24 Mart 2012 Cumartesi

usulca

Güneş geldiği yeri giderken, yıldızların henüz kendilerini göstermeye başlamışken yürüyorum sadece kendimin o yolda yürüdüğünü hissederek yürüyorum, kafam bi dünya yürüyorum, aklımdan neler geçiyor ben bile hatırlamıyorum, bence her insana olur, o kadar düşünce geçer ki aklından, onları tek tek sıralamaya başlasan ben neymişim dersin zaten içinden seçtiklerimiz hayallerimiz, seçemediklerimiz hayatın kendisi olmaz mı?
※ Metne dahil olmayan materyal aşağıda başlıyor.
//! Backlight dimmer.
//!
//! Fades the TFT backlight toward on/off with a fixed step per tick and
//! sits in front of the UI input chain: depending on the policy it may
//! swallow the press that wakes the screen.

use embedded_hal::pwm::SetDutyCycle;

use crate::clock::ticks_since;
use crate::error::{Error, Result};
use crate::power_logic;

/// How the dimmer reacts to inactivity and input.
#[derive(Clone, Copy, Debug, PartialEq, Eq)]
#[cfg_attr(feature = "defmt", derive(defmt::Format))]
pub enum DimPolicy {
    /// Never dims on its own. Input is forwarded only once fully lit.
    AlwaysOn,
    /// Fades out after `timeout_ms` without input. The press that wakes
    /// the screen is swallowed.
    AutoOff { timeout_ms: u32 },
}

/// What to do with an input event after the dimmer has seen it.
#[derive(Clone, Copy, Debug, PartialEq, Eq)]
#[cfg_attr(feature = "defmt", derive(defmt::Format))]
pub enum InputRoute {
    Forward,
    Swallow,
}

pub struct Dimmer<PWM> {
    pwm: PWM,
    policy: DimPolicy,
    adapt_speed: f32,
    current: f32,
    target: f32,
    last_input_ms: u32,
}

impl<PWM: SetDutyCycle> Dimmer<PWM> {
    /// Starts dark with the display switched off.
    pub fn new(pwm: PWM, adapt_speed: f32, policy: DimPolicy) -> Self {
        Self {
            pwm,
            policy,
            adapt_speed,
            current: 0.0,
            target: 0.0,
            last_input_ms: 0,
        }
    }

    pub fn display_on(&mut self) {
        self.target = 1.0;
    }

    pub fn display_off(&mut self) {
        self.target = 0.0;
    }

    /// Any light at all.
    pub fn is_display_on(&self) -> bool {
        self.current > 0.0
    }

    pub fn is_fully_lit(&self) -> bool {
        self.current >= 1.0
    }

    /// Display has been switched on (it may still be fading in).
    pub fn is_awake(&self) -> bool {
        self.target > 0.0
    }

    pub fn brightness(&self) -> f32 {
        self.current
    }

    pub fn policy(&self) -> DimPolicy {
        self.policy
    }

    /// External wake-up (e.g. an alarm firing).
    pub fn wake(&mut self, now_ms: u32) {
        if !self.is_awake() {
            info!("Dimmer: woken");
        }
        self.last_input_ms = now_ms;
        self.display_on();
    }

    /// Record a button event and decide whether the UI gets it.
    pub fn on_input(&mut self, now_ms: u32) -> InputRoute {
        match self.policy {
            DimPolicy::AlwaysOn => {
                let route = if self.is_fully_lit() {
                    InputRoute::Forward
                } else {
                    InputRoute::Swallow
                };
                self.display_on();
                route
            }
            DimPolicy::AutoOff { .. } => {
                let awake = self.is_awake();
                self.wake(now_ms);
                if awake {
                    InputRoute::Forward
                } else {
                    InputRoute::Swallow
                }
            }
        }
    }

    /// Periodic tick - apply the inactivity policy, step the ramp and
    /// write the duty cycle.
    pub fn update(&mut self, now_ms: u32) -> Result<()> {
        if let DimPolicy::AutoOff { timeout_ms } = self.policy {
            let idle_ms = ticks_since(now_ms, self.last_input_ms);
            if self.is_awake() && power_logic::idle_timed_out(idle_ms, timeout_ms) {
                info!("Dimmer: idle for {} ms, fading out", idle_ms);
                self.display_off();
            }
        }

        self.current = power_logic::step_brightness(self.current, self.target, self.adapt_speed);

        let duty = power_logic::duty_for(self.current, self.pwm.max_duty_cycle());
        self.pwm.set_duty_cycle(duty).map_err(|_| Error::Pin)
    }
}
Yürüyorum kafam bi dünya... Karşımda iki çocuk, okul kıyafetleri birbirlerini tekmelemeye, yumruk atmaya başlıyorlar, o düşündüklerimin hepsi hani olur ya filmlerde dizilerde puff diye uçuverdi, onlara odaklandım, onların güldüklerini gördüm, akıllarının hala bakire olduğu apaçık belliydi; onlar gülüyordu, eğleniyordu, nefes nefese kaldılar mutluluktan, ben yanlarından geçerken, öyle herkesin göremeyeceği sote yerler olur ya, orda sigaralarını yakmaya uğraştılar, benden de tedirgin oldular, sanırım ya tanıdıklarıysam diye düşündüler, hepimize oldu, sanırım mutluluk herkesin göremeyeceği yada görmelerini istemediğimiz şeyleri yapmakta saklı; bi köşebaşında sigara içmek, sevdiğinle kimsenin seni duymayacağı yerde konuşmak, gizlice okuldan kaçmak vs vs. büyüdükçe kalabalıklaşıyor insan, büyüdükçe zihni çoğalıyor, o anı o an yaşayamıyor, sanırım bunu becerebildiğimiz gün daha güzel olacağız, hayatın kokusunu ve rengini birleştirdiğimiz gün o an da olacak ve o anı birkere yakalayabildiğimizde hep yakalayabileceğiz...

Yeni nesilde birçok şey kayboluyor, birçok şey hala yaşıyor, yeni nesil değişiyor ya biz?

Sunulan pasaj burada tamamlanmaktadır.